A typical power distribution system for a large facility or campus is comprised of multiple distribution voltages and corresponding equipment. An incoming electrical service is provided by the local utility, which may consist of one or more utility circuits, in either a split-bus arrangement (the facility load is shared between circuits) or a duty/standby arrangement (one circuit carries the entire load, under normal operating scenarios). The incoming electrical service is usually at a medium voltage, which ranges between 600V-69,000V (common voltages include: 4.16kV, 12.47kV and 13.8kV). The incoming service voltage can be stepped down to a lower medium voltage or it can be distributed around the facility to electrical service spaces. The medium voltage will subsequently stepped down to a utilization voltage – 600V or 480V for motor loads or equipment and 208/120V for receptacles and lighting. At each distribution voltage, major electrical equipment will include: switchgear/switchboards, feeders, transformers, distribution panels and lighting/receptacle panels.
Tasked with managing these electrical assets, facility managers should ask the following important questions. How will my electrical power system operate during abnormal operating conditions, such as a short-circuit event? Is equipment properly rated to prevent damage and failure during a short-circuit event? What level of personal protective equipment should operators wear, when performing routine switching operations or maintenance on electrical distribution equipment? Two important power system studies can provide answers to these questions, along with other essential information: a short-circuit protection and coordination study and an arc flash
At each voltage level in a power distribution system, protective devices, including fuses, circuit breakers and protective relays, are used to protect electrical distribution equipment and the loads served. Fundamental protection consists of protection from overload scenarios, where too many amps are drawn by loads and overheating becomes an issue, and protection from instantaneous overcurrent scenarios, where large magnitude currents can damage equipment in a fraction of a second (a short-circuit event). Protective devices have to be adequately rated for both scenarios.
In the event of a short-circuit or other abnormal event, a large magnitude fault current will flow through multiple protective devices and levels of distribution, before it reaches the point of failure. The flow of current in the faulted circuit will be interrupted by the melting of a fuse or the opening of a circuit breaker. In an ideal situation, the upstream protective device closest to the point of failure will open before a higher-level protective device opens. For example, a fault in a motor should trip the circuit breaker supplying the motor, without impacting the main breaker for the entire facility. When this occurs, protective devices are said to coordinate, power interruptions are localized and disruption to the rest of the facility is minimized.
A short-circuit protection and coordination study provides a complete evaluation of a power distribution system to ensure all protective devices are rated for the available fault level (at a particular voltage) and adequately protect downstream equipment. As part of the study, time current curves (TCC), which plot the interrupting time of an overcurrent device based on a given current level, are produced. TCC plots provide a graphical illustration of the coordination between multiple protective devices at an available fault level. In the event that devices do not coordinate, adjustable protection settings may be revised or devices may be replaced, to provide an optimal level of protection and coordination.
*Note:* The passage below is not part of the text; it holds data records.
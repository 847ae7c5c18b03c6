//! Version-gated reconciliation of the allowlist against the registry.
//!
//! Registries older than [`BATCH_CAPABLE_VERSION`] only expose a single
//! "give me everything" call, so the store is purged and rewritten each
//! cycle. Newer registries expose counts and inclusive index ranges for both
//! the allowed and the blocked set:
//!
//! 1. blocked senders are walked lowest index first and deleted from the store;
//! 2. allowed senders are walked highest index first, each page persisted
//!    as soon as it arrives, so an interrupted cycle has already stored the
//!    newest registrations.
//!
//! Either way the cache receives the complete fetched list in one swap.
//! Store failures are logged and counted, never fatal: the cache only
//! depends on what the registry returned.

use std::fmt;

use semver::Version;
use thiserror::Error;
use tokio_util::sync::CancellationToken;
use tracing::{debug, info, warn};

use crate::address::Address;
use crate::cache::AllowlistCache;
use crate::fetcher::{BatchFetcher, Cancelled, Direction};
use crate::registry::{parse_type_and_version, RegistryClient, RegistryError};
use crate::storage::traits::AllowlistStore;

/// First registry version exposing paged count/range accessors.
pub const BATCH_CAPABLE_VERSION: Version = Version::new(1, 1, 0);

/// Upper bound on up-front allocation for a remotely reported count.
const MAX_PREALLOC: u64 = 100_000;

#[derive(Error, Debug, Clone, PartialEq, Eq)]
pub enum SyncError {
    #[error("registry call {call} failed: {source}")]
    Registry {
        call: &'static str,
        #[source]
        source: RegistryError,
    },
    #[error("registry {0} has no allowlist route set")]
    RouteUnset(Address),
    #[error("sync cycle timed out after {0:?}")]
    Timeout(std::time::Duration),
    #[error("sync cycle cancelled")]
    Cancelled,
}

impl From<Cancelled> for SyncError {
    fn from(_: Cancelled) -> Self {
        SyncError::Cancelled
    }
}

impl SyncError {
    /// Short label for metrics.
    #[must_use]
    pub fn kind(&self) -> &'static str {
        match self {
            Self::Registry { .. } | Self::RouteUnset(_) => "error",
            Self::Timeout(_) => "timeout",
            Self::Cancelled => "cancelled",
        }
    }
}

fn rpc(call: &'static str) -> impl FnOnce(RegistryError) -> SyncError {
    move |source| {
        crate::metrics::record_registry_error(call);
        SyncError::Registry { call, source }
    }
}

#[derive(Debug, Clone, Copy, PartialEq, Eq)]
pub enum StrategyKind {
    /// Single get-all call, purge and rewrite the store
    Legacy,
    /// Count + range accessors, blocked reconciliation, newest-first fetch
    Batched,
}

impl StrategyKind {
    #[must_use]
    pub fn for_version(version: &Version) -> Self {
        if *version >= BATCH_CAPABLE_VERSION {
            Self::Batched
        } else {
            Self::Legacy
        }
    }

    #[must_use]
    pub fn as_str(&self) -> &'static str {
        match self {
            Self::Legacy => "legacy",
            Self::Batched => "batched",
        }
    }
}

impl fmt::Display for StrategyKind {
    fn fmt(&self, f: &mut fmt::Formatter<'_>) -> fmt::Result {
        f.write_str(self.as_str())
    }
}

/// Outcome of one successful sync cycle.
#[derive(Debug, Clone, PartialEq, Eq)]
pub struct SyncReport {
    pub strategy: StrategyKind,
    pub version: Version,
    pub contract: Address,
    pub target_height: u64,
    /// Identities published to the cache
    pub allowed: usize,
    /// Blocked identities removed from the store (batched only)
    pub blocked_removed: usize,
    /// Store calls that failed and were skipped
    pub persist_failures: usize,
}

/// One cycle's worth of collaborators, borrowed from the engine.
pub struct VersionedSyncStrategy<'a> {
    client: &'a dyn RegistryClient,
    store: &'a dyn AllowlistStore,
    cache: &'a AllowlistCache,
    fetcher: BatchFetcher,
    persistence_enabled: bool,
}

impl<'a> VersionedSyncStrategy<'a> {
    #[must_use]
    pub fn new(
        client: &'a dyn RegistryClient,
        store: &'a dyn AllowlistStore,
        cache: &'a AllowlistCache,
        fetcher: BatchFetcher,
        persistence_enabled: bool,
    ) -> Self {
        Self { client, store, cache, fetcher, persistence_enabled }
    }

    /// Resolve the allowlist contract, read its version and run the matching strategy at `target_height`.
    #[tracing::instrument(skip(self, cancel))]
    pub async fn run(&self, target_height: u64, cancel: &CancellationToken) -> Result<SyncReport, SyncError> {
        let contract = self
            .client
            .allowlist_address(target_height)
            .await
            .map_err(rpc("allowlist_address"))?;
        if contract.is_zero() {
            return Err(SyncError::RouteUnset(self.store.registry()));
        }

        let type_and_version = self
            .client
            .type_and_version(contract, target_height)
            .await
            .map_err(rpc("type_and_version"))?;
        let version = parse_type_and_version(&type_and_version).map_err(rpc("type_and_version"))?;
        let strategy = StrategyKind::for_version(&version);
        debug!(%contract, %version, %strategy, "Selected allowlist sync strategy");

        let mut report = SyncReport {
            strategy,
            version,
            contract,
            target_height,
            allowed: 0,
            blocked_removed: 0,
            persist_failures: 0,
        };

        let allowed = match strategy {
            StrategyKind::Legacy => self.sync_legacy(&mut report).await?,
            StrategyKind::Batched => {
                self.reconcile_blocked(&mut report, cancel).await?;
                self.fetch_allowed_batched(&mut report, cancel).await?
            }
        };

        report.allowed = allowed.len();
        self.cache.update(allowed);
        Ok(report)
    }

    async fn sync_legacy(&self, report: &mut SyncReport) -> Result<Vec<Address>, SyncError> {
        let allowed = self
            .client
            .get_all_allowed_senders(report.contract, report.target_height)
            .await
            .map_err(rpc("get_all_allowed_senders"))?;
        crate::metrics::record_page_fetched("allowed", allowed.len());

        if self.persistence_enabled {
            if let Err(e) = self.store.purge_allowed_senders().await {
                warn!(error = %e, "Failed to purge stored allowed senders");
                crate::metrics::record_persistence_error("purge");
                report.persist_failures += 1;
            }
            if let Err(e) = self.store.create_allowed_senders(&allowed).await {
                warn!(error = %e, count = allowed.len(), "Failed to store allowed senders");
                crate::metrics::record_persistence_error("create");
                report.persist_failures += 1;
            }
        }

        Ok(allowed)
    }

    async fn reconcile_blocked(&self, report: &mut SyncReport, cancel: &CancellationToken) -> Result<(), SyncError> {
        let count = self
            .client
            .get_blocked_senders_count(report.contract, report.target_height)
            .await
            .map_err(rpc("get_blocked_senders_count"))?;

        let mut pages = self.fetcher.pages(count, Direction::Ascending, cancel);
        while let Some(range) = pages.next_range().await? {
            let blocked = self
                .client
                .get_blocked_senders_in_range(report.contract, range.start, range.end, report.target_height)
                .await
                .map_err(rpc("get_blocked_senders_in_range"))?;
            crate::metrics::record_page_fetched("blocked", blocked.len());

            if self.persistence_enabled {
                if let Err(e) = self.store.delete_allowed_senders(&blocked).await {
                    warn!(error = %e, %range, "Failed to delete blocked senders from store");
                    crate::metrics::record_persistence_error("delete");
                    report.persist_failures += 1;
                    continue;
                }
            }
            report.blocked_removed += blocked.len();
        }

        Ok(())
    }

    async fn fetch_allowed_batched(
        &self,
        report: &mut SyncReport,
        cancel: &CancellationToken,
    ) -> Result<Vec<Address>, SyncError> {
        let count = self
            .client
            .get_allowed_senders_count(report.contract, report.target_height)
            .await
            .map_err(rpc("get_allowed_senders_count"))?;

        let mut allowed = Vec::with_capacity(count.min(MAX_PREALLOC) as usize);
        let mut pages = self.fetcher.pages(count, Direction::Descending, cancel);
        while let Some(range) = pages.next_range().await? {
            let page = self
                .client
                .get_allowed_senders_in_range(report.contract, range.start, range.end, report.target_height)
                .await
                .map_err(rpc("get_allowed_senders_in_range"))?;
            crate::metrics::record_page_fetched("allowed", page.len());

            if self.persistence_enabled {
                if let Err(e) = self.store.create_allowed_senders(&page).await {
                    warn!(error = %e, %range, "Failed to store allowed senders page");
                    crate::metrics::record_persistence_error("create");
                    report.persist_failures += 1;
                }
            }
            allowed.extend(page);
        }

        info!(count, fetched = allowed.len(), "Fetched allowed senders in batches");
        Ok(allowed)
    }
}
An arc flash hazard assessment takes information produced in a short-circuit protection and coordination study and produces a safety analysis for those who will be working on an electrical power system. The primary threat to electrical workers is the risk of an arcing ground fault and the associated blast. An arcing ground fault can cause thermal burn injuries and physical trauma, due to the force of the blast and flying projectiles, which may consist of partially melted components. Key elements to the assessment include: short-circuit levels at various points in the distribution system, the clearing time associated with upstream protective devices, the distance between the worker standing in front of the equipment to the arc source within the equipment, the incident energy available (cal/cm2) and the flash protection boundary. Once the incident energy available is calculated, the appropriate level of personal protective equipment can be identified.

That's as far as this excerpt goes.